It's not a Lotus.... Sort Of......

 


Bond-Era Lotus Esprit Reborn To Outrun Supercars

 

 

A new British startup remasters the 50-year-old S1 Esprit using carbon panels and turbocharged V8 power

It’s 50 years since the original Lotus Esprit glided onto the stage at the 1975 Paris Motor Show and almost as long since James Bond’s underwater exploits made it one of the most famous cars in the world. But the S1 Esprit has never received the full carbon-fiber, Singer-style reimagining it deserves. Until now.

A new British outfit called Encor has pulled the covers off its Series 1, a carbon-bodied and modernized, but spiritually old-school, remastering of the original Giugiaro-designed wedge. Encor teased the project a few weeks ago, but now we get the whole story, and it’s clear the guys are not messing around.

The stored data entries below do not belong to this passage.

// Copyright (C) 2026 Fred Clausen
// Use of this source code is governed by an MIT-style
// license that can be found in the LICENSE file or at
// https://opensource.org/licenses/MIT.

use crate::{Command, State, TransitionResult, apply};
use load_link_domain::{
    BookingStatus, IdGenerator, LoadRequest, LoadStatus, Role, Truck, User,
};
use time::OffsetDateTime;

pub const OWNER: &str = "USR-OWNER";
pub const TRUCKER: &str = "USR-TRUCKER";
pub const TRUCK: &str = "TRK-1";
pub const SEED_LOAD: &str = "REQ-SEED";

pub fn test_now() -> OffsetDateTime {
    // 2026-01-01T00:00:00Z
    OffsetDateTime::from_unix_timestamp(1_767_225_600).unwrap()
}

pub fn factory_owner() -> User {
    User {
        id: String::from(OWNER),
        role: Role::FactoryOwner,
        name: String::from("Asha Mehta"),
        phone: String::from("9812345670"),
        company_name: Some(String::from("Mehta Steel Works")),
    }
}

pub fn trucker() -> User {
    User {
        id: String::from(TRUCKER),
        role: Role::Trucker,
        name: String::from("Ravi Kumar"),
        phone: String::from("9812345671"),
        company_name: None,
    }
}

pub fn truck_with_capacity(capacity_total: u32) -> Truck {
    Truck {
        id: String::from(TRUCK),
        driver_id: String::from(TRUCKER),
        driver_name: String::from("Ravi Kumar"),
        vehicle_model: String::from("Tata LPT 3118"),
        origin: String::from("Pune"),
        destination: String::from("Nagpur"),
        departure_date: String::from("2026-03-02"),
        capacity_total,
        price_per_ton: 3500,
        group_shipping_allowed: true,
        rating: 4.6,
    }
}

pub fn seed_load(id: &str, weight: u32) -> LoadRequest {
    LoadRequest {
        id: String::from(id),
        owner_id: String::from(OWNER),
        company_name: String::from("Mehta Steel Works"),
        goods_type: String::from("Steel coils"),
        weight,
        origin: String::from("Pune"),
        destination: String::from("Nagpur"),
        target_price: 4000,
        status: LoadStatus::Pending,
        created_at: String::from("2026-01-01T00:00:00Z"),
    }
}

/// A roster of two users, one 10T truck at 3500/T, and one pending 2T load.
pub fn create_test_state() -> State {
    State {
        users: vec![factory_owner(), trucker()],
        trucks: vec![truck_with_capacity(10)],
        loads: vec![seed_load(SEED_LOAD, 2)],
        bookings: Vec::new(),
        messages: Vec::new(),
    }
}

/// Creates a booking against the seed load and returns the new state and
/// booking id.
pub fn state_with_booking(state: &State, ids: &mut IdGenerator) -> (State, String) {
    let result: TransitionResult = apply(
        state,
        Command::CreateBooking {
            truck_id: String::from(TRUCK),
            load_id: String::from(SEED_LOAD),
        },
        ids,
        test_now(),
    )
    .unwrap();
    let booking_id = result.created_id.unwrap();
    (result.new_state, booking_id)
}

/// Advances a booking one step, panicking on error.
pub fn advance(
    state: &State,
    ids: &mut IdGenerator,
    booking_id: &str,
    new_status: BookingStatus,
) -> TransitionResult {
    apply(
        state,
        Command::UpdateBookingStatus {
            booking_id: booking_id.to_string(),
            new_status,
        },
        ids,
        test_now(),
    )
    .unwrap()
}
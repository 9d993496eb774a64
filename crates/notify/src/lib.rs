// Copyright (C) 2026 Fred Clausen
// Use of this source code is governed by an MIT-style
// license that can be found in the LICENSE file or at
// https://opensource.org/licenses/MIT.

//! Notification types and the per-session notification feed.
//!
//! Notifications are created only by the lifecycle engine as a side effect
//! of booking transitions. The feed is session-only state: it is not part
//! of the persisted collection snapshots.

#![deny(
    clippy::pedantic,
    clippy::cargo,
    clippy::nursery,
    clippy::style,
    clippy::correctness,
    clippy::all,
    clippy::suspicious,
    clippy::complexity,
    clippy::perf,
    clippy::unwrap_used,
    clippy::expect_used
)]

use serde::{Deserialize, Serialize};

/// The kind of event a notification reports.
#[derive(Debug, Clone, Copy, PartialEq, Eq, Serialize, Deserialize)]
pub enum NotificationKind {
    /// A factory owner requested a booking against a truck.
    BookingRequest,
    /// A trucker accepted a booking; the message carries the OTP.
    BookingAccepted,
    /// Trip progress (departure, delivery).
    TripUpdate,
    /// Driver-initiated emergency signal.
    #[serde(rename = "SOS")]
    Sos,
}

impl NotificationKind {
    /// Returns the string representation of this kind.
    #[must_use]
    pub const fn as_str(&self) -> &'static str {
        match self {
            Self::BookingRequest => "BookingRequest",
            Self::BookingAccepted => "BookingAccepted",
            Self::TripUpdate => "TripUpdate",
            Self::Sos => "SOS",
        }
    }
}

impl std::fmt::Display for NotificationKind {
    fn fmt(&self, f: &mut std::fmt::Formatter<'_>) -> std::fmt::Result {
        write!(f, "{}", self.as_str())
    }
}

/// A typed, addressed, timestamped notice.
///
/// A notification is addressed to exactly one user and is immutable once
/// created, except for the read flag flipped by the reader.
#[derive(Debug, Clone, PartialEq, Eq, Serialize, Deserialize)]
pub struct Notification {
    /// Opaque identifier for this notification.
    pub id: String,
    /// The addressee (user reference by id).
    pub user_id: String,
    /// What kind of event this reports.
    pub kind: NotificationKind,
    /// Human-readable message body.
    pub message: String,
    /// Whether the addressee has read this notice.
    pub read: bool,
    /// Creation timestamp (RFC 3339).
    pub timestamp: String,
}

impl Notification {
    /// Creates a new unread notification.
    ///
    /// # Arguments
    ///
    /// * `id` - Opaque identifier
    /// * `user_id` - The addressee
    /// * `kind` - The kind of event
    /// * `message` - Human-readable message body
    /// * `timestamp` - Creation timestamp (RFC 3339)
    #[must_use]
    pub const fn new(
        id: String,
        user_id: String,
        kind: NotificationKind,
        message: String,
        timestamp: String,
    ) -> Self {
        Self {
            id,
            user_id,
            kind,
            message,
            read: false,
            timestamp,
        }
    }
}

/// The session's notification list, most recent first.
///
/// Most-recent-first ordering is the access contract observed by readers;
/// `push` therefore inserts at the head.
#[derive(Debug, Clone, Default, PartialEq, Eq)]
pub struct NotificationFeed {
    items: Vec<Notification>,
}

impl NotificationFeed {
    /// Creates an empty feed.
    #[must_use]
    pub const fn new() -> Self {
        Self { items: Vec::new() }
    }

    /// Inserts a notification at the head of the feed.
    pub fn push(&mut self, notification: Notification) {
        self.items.insert(0, notification);
    }

    /// Marks one notification as read.
    ///
    /// Idempotent: marking an already-read notification again changes
    /// nothing. An unknown id is a no-op, not an error.
    ///
    /// Returns true if a notification with the given id exists.
    pub fn mark_read(&mut self, id: &str) -> bool {
        match self.items.iter_mut().find(|n| n.id == id) {
            Some(notification) => {
                notification.read = true;
                true
            }
            None => false,
        }
    }

    /// Returns the notifications addressed to one user, most recent first.
    #[must_use]
    pub fn for_user(&self, user_id: &str) -> Vec<&Notification> {
        self.items.iter().filter(|n| n.user_id == user_id).collect()
    }

    /// Returns the number of unread notifications addressed to one user.
    #[must_use]
    pub fn unread_count(&self, user_id: &str) -> usize {
        self.items
            .iter()
            .filter(|n| n.user_id == user_id && !n.read)
            .count()
    }

    /// Returns all notifications, most recent first.
    #[must_use]
    pub fn all(&self) -> &[Notification] {
        &self.items
    }

    /// Returns the number of notifications in the feed.
    #[must_use]
    pub fn len(&self) -> usize {
        self.items.len()
    }

    /// Returns true if the feed is empty.
    #[must_use]
    pub fn is_empty(&self) -> bool {
        self.items.is_empty()
    }
}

The team behind the Series 1 – whose resumés list time at Lotus, Aston, and Koenigsegg – has resurrected the profile of the ’75 car, but with surfaces tightened, lines sharpened, and the old two-piece fiberglass mold seam banished in favor of a single autoclaved carbon shell.


Reimagined pop-ups


Lighting is handled by ultra-compact LEDs tucked into slim pop-up housings, because Encor understands that a tribute to the Esprit without pop-ups just wouldn’t cut it. The wheels blend the S1’s slot-mag vibe with the five-spokes from the later Sport 350, continuing the era-blending theme.

Underneath, the engineering is equally serious. Each Series 1 begins life as a late 1990s donor Esprit V8, which Encor strips to molecular levels and rebuilds with forged pistons, upsized injectors, renewed turbos, modern cooling, and a stainless exhaust.


Twice as fast to 60 mph


The result: around 400 hp (406 PS), 350 lb-ft (478 Nm), and a target weight under 1,200 kg (2,650 lbs). That means zero to 62 mph (100 kmh) in about 4 seconds and a top speed near 175 mph (282 kmh). In short, it performs like the S1 looked like it should have performed, but never did.

The Quaife-tuned five-speed manual gains revised ratios, a stronger shaft, a twin-plate clutch, and a limited-slip differential, essentially turning the famously fragile original tranny into something you can shift without praying first.

Suspension gets the Sport 350 treatment, AP Racing handles the braking, and the steering remains hydraulically assisted, Encor knowing full well that any Esprit without steering feel is just pointless.


1970s tartan meets 2020s digital

Inside, it is part museum, part sci-fi. The sloped dash, tartan accents, and deep seating position remain, but everything is rebuilt with modern materials and obsessive detail.

The floating instrument binnacle is machined from a single billet of aluminium, wrapping a digital display that the S1 could only have dreamed of between breakdowns.

Only 50 will be built, each starting at £430,000 ($574,000) plus taxes and the required donor Esprit. Deliveries begin in 2026. Would you take this over a 911 restomod?